* Activity
Restate each entry below word for word, without skipping any.

(Stored data entries)
Segment Open
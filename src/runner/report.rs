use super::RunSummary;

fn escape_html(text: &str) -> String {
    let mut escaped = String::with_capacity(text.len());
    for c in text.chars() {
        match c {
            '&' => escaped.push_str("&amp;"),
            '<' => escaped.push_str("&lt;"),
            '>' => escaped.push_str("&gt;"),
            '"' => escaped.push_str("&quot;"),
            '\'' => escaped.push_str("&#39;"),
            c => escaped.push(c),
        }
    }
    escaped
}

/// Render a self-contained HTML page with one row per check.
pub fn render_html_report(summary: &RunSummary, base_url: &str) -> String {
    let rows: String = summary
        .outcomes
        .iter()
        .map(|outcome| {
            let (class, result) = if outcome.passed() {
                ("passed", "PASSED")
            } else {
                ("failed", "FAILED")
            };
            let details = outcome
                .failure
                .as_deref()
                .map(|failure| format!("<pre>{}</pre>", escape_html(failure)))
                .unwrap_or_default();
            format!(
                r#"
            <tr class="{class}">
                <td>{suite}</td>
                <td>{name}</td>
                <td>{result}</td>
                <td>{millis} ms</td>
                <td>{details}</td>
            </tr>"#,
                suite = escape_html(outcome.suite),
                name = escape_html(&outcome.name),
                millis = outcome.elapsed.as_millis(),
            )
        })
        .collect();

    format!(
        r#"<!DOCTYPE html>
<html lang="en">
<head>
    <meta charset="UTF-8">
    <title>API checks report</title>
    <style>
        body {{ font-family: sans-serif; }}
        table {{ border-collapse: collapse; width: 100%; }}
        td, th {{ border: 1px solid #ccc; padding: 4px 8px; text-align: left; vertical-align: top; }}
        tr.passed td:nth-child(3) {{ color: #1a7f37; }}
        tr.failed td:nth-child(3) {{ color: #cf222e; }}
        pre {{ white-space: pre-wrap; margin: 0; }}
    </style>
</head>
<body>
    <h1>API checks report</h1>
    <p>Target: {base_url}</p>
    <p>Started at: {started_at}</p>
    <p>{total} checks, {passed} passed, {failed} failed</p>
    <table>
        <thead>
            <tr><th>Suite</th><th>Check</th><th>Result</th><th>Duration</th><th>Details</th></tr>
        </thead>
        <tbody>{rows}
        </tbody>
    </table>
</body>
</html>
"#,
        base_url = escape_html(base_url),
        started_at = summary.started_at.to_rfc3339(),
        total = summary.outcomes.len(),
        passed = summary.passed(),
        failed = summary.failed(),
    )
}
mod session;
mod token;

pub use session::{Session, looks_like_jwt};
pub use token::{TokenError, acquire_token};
Segment Closed
* Exercise response
filename src/runner/report.rs
use super::RunSummary;

fn escape_html(text: &str) -> String {
    let mut escaped = String::with_capacity(text.len());
    for c in text.chars() {
        match c {
            '&' => escaped.push_str("&amp;"),
            '<' => escaped.push_str("&lt;"),
            '>' => escaped.push_str("&gt;"),
            '"' => escaped.push_str("&quot;"),
            '\'' => escaped.push_str("&#39;"),
            c => escaped.push(c),
        }
    }
    escaped
}

/// Render a self-contained HTML page with one row per check.
pub fn render_html_report(summary: &RunSummary, base_url: &str) -> String {
    let rows: String = summary
        .outcomes
        .iter()
        .map(|outcome| {
            let (class, result) = if outcome.passed() {
                ("passed", "PASSED")
            } else {
                ("failed", "FAILED")
            };
            let details = outcome
                .failure
                .as_deref()
                .map(|failure| format!("<pre>{}</pre>", escape_html(failure)))
                .unwrap_or_default();
            format!(
                r#"
            <tr class="{class}">
                <td>{suite}</td>
                <td>{name}</td>
                <td>{result}</td>
                <td>{millis} ms</td>
                <td>{details}</td>
            </tr>"#,
                suite = escape_html(outcome.suite),
                name = escape_html(&outcome.name),
                millis = outcome.elapsed.as_millis(),
            )
        })
        .collect();

    format!(
        r#"<!DOCTYPE html>
<html lang="en">
<head>
    <meta charset="UTF-8">
    <title>API checks report</title>
    <style>
        body {{ font-family: sans-serif; }}
        table {{ border-collapse: collapse; width: 100%; }}
        td, th {{ border: 1px solid #ccc; padding: 4px 8px; text-align: left; vertical-align: top; }}
        tr.passed td:nth-child(3) {{ color: #1a7f37; }}
        tr.failed td:nth-child(3) {{ color: #cf222e; }}
        pre {{ white-space: pre-wrap; margin: 0; }}
    </style>
</head>
<body>
    <h1>API checks report</h1>
    <p>Target: {base_url}</p>
    <p>Started at: {started_at}</p>
    <p>{total} checks, {passed} passed, {failed} failed</p>
    <table>
        <thead>
            <tr><th>Suite</th><th>Check</th><th>Result</th><th>Duration</th><th>Details</th></tr>
        </thead>
        <tbody>{rows}
        </tbody>
    </table>
</body>
</html>
"#,
        base_url = escape_html(base_url),
        started_at = summary.started_at.to_rfc3339(),
        total = summary.outcomes.len(),
        passed = summary.passed(),
        failed = summary.failed(),
    )
}
mod session;
mod token;

pub use session::{Session, looks_like_jwt};
pub use token::{TokenError, acquire_token};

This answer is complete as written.